By identifying the key activities associated with each step of the statistical process, an assessment of whether there are any risks in those steps can be made up front. This assists with determining where best to place quality gates. Some common risky areas in a process include:
• Hand-over or integration of data between multiple areas;
• Data transformation;
• Changes to processes, methods and systems.
The ABS has an overarching risk management framework, based on the International Risk Management Standard ISO 31000:2009, which details the ABS approach to risk management. The ABS has adapted this risk management framework to suit the business needs of the organization.
If a statistical risk assessment reveals that the risk rating is extreme or high it is recommended that a quality gate be utilized to mitigate the statistical risk.
For medium risk ratings it may be useful to utilize additional quality measures in existing quality gates that assist in monitoring the aspects which will highlight if the process isn't working correctly.
Routine procedures are generally sufficient for the monitoring of low risk ratings.
2. QUALITY MEASURES. Quality measures are a set of indicators that provide information about potential problems at a given point in the process. When determining what quality measures should be included in a specific quality gate it is important to consider the risks and what information would be required in order to make an assessment about fitness for purpose at that point in time.
3. ROLES. This component involves assigning tasks to various people or areas involved in the operation of a quality gate. Roles identifies areas or people who are directly connected to the quality gate and its operation, along with people or areas who are affected by issues with the process.
4. TOLERANCE. Tolerance refers to an acceptable level of quality. The acceptable level could be qualitative (e.g. Yes/No) or quantitative (e.g. 97%). Tolerance levels or thresholds are generally set by expectations of what should be observed at that point in the process for a given quality measure.
5. ACTIONS. Actions are predetermined responses to various outcomes for a quality gate. They provide a definition of what will be done if threshold or tolerance levels are met or not met with regards to each quality measure.
6. EVALUATION. As with any process that is undertaken an evaluation or review should occur to examine where improvements can be made for future use. At the end of each statistical process cycle is it recommended that the quality gates should be evaluated to determine what worked well, what didn't and where improvements can be made.
The Netherlands, Central Bureau of statistics (CBS)
Object Oriented Quality and Risk Management (OQRM) model (Nederpelt, 2012) is a quality framework developed in the field of official statistics in order to improve compliance with the European Code of Practice and deal with quality standards of statistical output.
One of the goals of OQRM was making CBS being able to decide on focus areas (60). For each of them, eleven steps can be made, including risk analysis and determining the right measures or actions to put the focus areas under control.
These measures, proposed by the managers, are integrated in the regular planning and control cycle of CBS:
1. Actions on corporate level: a set of high level objectives is identified on strategic, finance, operational and compliance level. Actions are identified to meet the objectives and assigned to the heads of divisions. Progresses of these actions are regularly monitored.

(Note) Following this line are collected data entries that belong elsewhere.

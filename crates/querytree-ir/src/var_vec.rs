//! Var sets and their pools.
//!
//! A [`VarVec`] is a bitmap over var ids. Optimizer passes allocate and drop
//! these constantly, so the Command keeps free-lists of released sets and
//! enumerators. Checkout hands out an owned value; release takes it back by
//! move, so a released handle cannot be touched again by the caller.
//!
//! Pooling can be switched off per Command (`CommandConfig`); released values
//! are then simply dropped.

use roaring::RoaringBitmap;

use crate::var::Var;

/// A set of vars. New sets come only from a [`Command`](crate::Command)'s
/// pool; a clone is an unpooled copy.
///
/// ```compile_fail
/// let set: querytree_ir::VarVec = Default::default();
/// ```
///
/// ```compile_fail
/// let set: querytree_ir::VarVec = std::iter::empty::<querytree_ir::Var>().collect();
/// ```
#[derive(Debug, Clone, PartialEq)]
pub struct VarVec {
    bits: RoaringBitmap,
}

impl VarVec {
    /// Unpooled empty set. IR construction code should use
    /// `Command::create_var_vec` instead.
    pub(crate) fn new() -> Self {
        Self {
            bits: RoaringBitmap::new(),
        }
    }

    /// Unpooled set of `vars`.
    pub(crate) fn from_vars(vars: impl IntoIterator<Item = Var>) -> Self {
        let mut vec = Self::new();
        vec.extend(vars);
        vec
    }

    pub fn set(&mut self, var: Var) {
        self.bits.insert(var.id());
    }

    pub fn clear(&mut self, var: Var) {
        self.bits.remove(var.id());
    }

    pub fn is_set(&self, var: Var) -> bool {
        self.bits.contains(var.id())
    }

    pub fn clear_all(&mut self) {
        self.bits.clear();
    }

    pub fn count(&self) -> usize {
        self.bits.len() as usize
    }

    pub fn is_empty(&self) -> bool {
        self.bits.is_empty()
    }

    /// Lowest var in the set.
    pub fn first(&self) -> Option<Var> {
        self.bits.min().map(Var::new)
    }

    pub fn iter(&self) -> impl Iterator<Item = Var> + '_ {
        self.bits.iter().map(Var::new)
    }

    pub fn or(&mut self, other: &VarVec) {
        self.bits |= &other.bits;
    }

    pub fn and(&mut self, other: &VarVec) {
        self.bits &= &other.bits;
    }

    pub fn minus(&mut self, other: &VarVec) {
        self.bits -= &other.bits;
    }

    /// `self ⊇ other`.
    pub fn subsumes(&self, other: &VarVec) -> bool {
        other.bits.is_subset(&self.bits)
    }

    pub fn overlaps(&self, other: &VarVec) -> bool {
        !self.bits.is_disjoint(&other.bits)
    }

    pub fn init_from(&mut self, other: &VarVec) {
        self.bits.clone_from(&other.bits);
    }

    pub fn init_from_vars(&mut self, vars: impl IntoIterator<Item = Var>) {
        self.bits.clear();
        self.extend(vars);
    }
}

impl Extend<Var> for VarVec {
    fn extend<I: IntoIterator<Item = Var>>(&mut self, iter: I) {
        for var in iter {
            self.set(var);
        }
    }
}

impl std::fmt::Display for VarVec {
    fn fmt(&self, f: &mut std::fmt::Formatter<'_>) -> std::fmt::Result {
        write!(f, "{{")?;
        for (i, var) in self.iter().enumerate() {
            if i > 0 {
                write!(f, ",")?;
            }
            write!(f, "{var}")?;
        }
        write!(f, "}}")
    }
}

/// Iteration state over a snapshot of a [`VarVec`].
#[derive(Debug)]
pub struct VarVecEnumerator {
    ids: Vec<u32>,
    position: usize,
}

impl VarVecEnumerator {
    pub(crate) fn new() -> Self {
        Self {
            ids: Vec::new(),
            position: 0,
        }
    }

    pub(crate) fn init(&mut self, vec: &VarVec) {
        self.ids.clear();
        self.ids.extend(vec.bits.iter());
        self.position = 0;
    }

    pub(crate) fn reset(&mut self) {
        self.ids.clear();
        self.position = 0;
    }

    pub fn remaining(&self) -> usize {
        self.ids.len() - self.position
    }
}

impl Iterator for VarVecEnumerator {
    type Item = Var;

    fn next(&mut self) -> Option<Var> {
        let id = *self.ids.get(self.position)?;
        self.position += 1;
        Some(Var::new(id))
    }

    fn size_hint(&self) -> (usize, Option<usize>) {
        (self.remaining(), Some(self.remaining()))
    }
}

impl ExactSizeIterator for VarVecEnumerator {}

// ============================================================================
// Pools
// ============================================================================

/// Counters for one pool (diagnostics only).
#[derive(Debug, Clone, Copy, Default, PartialEq, Eq)]
pub struct PoolStats {
    pub checkouts: u64,
    pub reuses: u64,
    pub releases: u64,
    pub discarded: u64,
}

pub(crate) trait Recycle {
    /// A new value for a checkout from an empty free list.
    fn fresh() -> Self;

    /// Wipe all state left by the previous owner.
    fn recycle(&mut self);
}

impl Recycle for VarVec {
    fn fresh() -> Self {
        Self::new()
    }

    fn recycle(&mut self) {
        self.clear_all();
    }
}

impl Recycle for VarVecEnumerator {
    fn fresh() -> Self {
        Self::new()
    }

    fn recycle(&mut self) {
        self.reset();
    }
}

#[derive(Debug)]
pub(crate) struct Pool<T> {
    free: Vec<T>,
    enabled: bool,
    capacity: usize,
    stats: PoolStats,
}

impl<T: Recycle> Pool<T> {
    pub(crate) fn new(enabled: bool, capacity: usize) -> Self {
        Self {
            free: Vec::new(),
            enabled,
            capacity,
            stats: PoolStats::default(),
        }
    }

    pub(crate) fn checkout(&mut self) -> T {
        self.stats.checkouts += 1;
        match self.free.pop() {
            Some(item) => {
                self.stats.reuses += 1;
                item
            }
            None => T::fresh(),
        }
    }

    pub(crate) fn release(&mut self, mut item: T) {
        self.stats.releases += 1;
        if !self.enabled || self.free.len() >= self.capacity {
            self.stats.discarded += 1;
            return;
        }
        // Cleared on the way in so a checkout can never observe old bits.
        item.recycle();
        self.free.push(item);
    }

    pub(crate) fn stats(&self) -> PoolStats {
        self.stats
    }
}

#[cfg(test)]
mod tests {
    use super::*;

    fn vars(ids: &[u32]) -> VarVec {
        VarVec::from_vars(ids.iter().map(|&id| Var::new(id)))
    }

    #[test]
    fn set_algebra() {
        let mut a = vars(&[1, 2, 3]);
        let b = vars(&[2, 3]);
        assert!(a.subsumes(&b));
        assert!(!b.subsumes(&a));
        assert!(a.overlaps(&b));

        a.minus(&b);
        assert_eq!(a, vars(&[1]));
        assert!(!a.overlaps(&b));

        a.or(&b);
        assert_eq!(a.count(), 3);
        a.and(&vars(&[3, 9]));
        assert_eq!(a.first(), Some(Var::new(3)));
    }

    #[test]
    fn enumerator_walks_snapshot() {
        let vec = vars(&[7, 3, 5]);
        let mut e = VarVecEnumerator::new();
        e.init(&vec);
        assert_eq!(e.len(), 3);
        let seen: Vec<u32> = e.map(Var::id).collect();
        assert_eq!(seen, vec![3, 5, 7]);
    }

    #[test]
    fn released_vec_comes_back_empty() {
        let mut pool: Pool<VarVec> = Pool::new(true, 4);
        let mut v = pool.checkout();
        v.set(Var::new(42));
        pool.release(v);

        let reused = pool.checkout();
        assert!(reused.is_empty());
        assert_eq!(pool.stats().reuses, 1);
    }

    #[test]
    fn disabled_pool_never_reuses() {
        let mut pool: Pool<VarVec> = Pool::new(false, 4);
        let v = pool.checkout();
        pool.release(v);
        let _ = pool.checkout();
        let stats = pool.stats();
        assert_eq!(stats.reuses, 0);
        assert_eq!(stats.discarded, 1);
    }

    #[test]
    fn empty_pool_hands_out_fresh_values() {
        let mut pool: Pool<VarVecEnumerator> = Pool::new(true, 4);
        let mut e = pool.checkout();
        assert_eq!(e.next(), None);
        assert_eq!(pool.stats().checkouts, 1);
        assert_eq!(pool.stats().reuses, 0);
    }

    #[test]
    fn capacity_caps_free_list() {
        let mut pool: Pool<VarVec> = Pool::new(true, 1);
        let a = pool.checkout();
        let b = pool.checkout();
        pool.release(a);
        pool.release(b);
        assert_eq!(pool.stats().discarded, 1);
    }
}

2. Action on process level: The audit framework is based on the quality guidelines for statistical processes. In these guidelines, international frameworks (CoP/QAF), national frameworks, (SN-law, privacy law, security regulations, archiving) and board decisions are integrated. Audits are also risk oriented.
The risk level is used to prioritize the recommendations in the audit report and these recommendations are converted into an action plan by the process owner.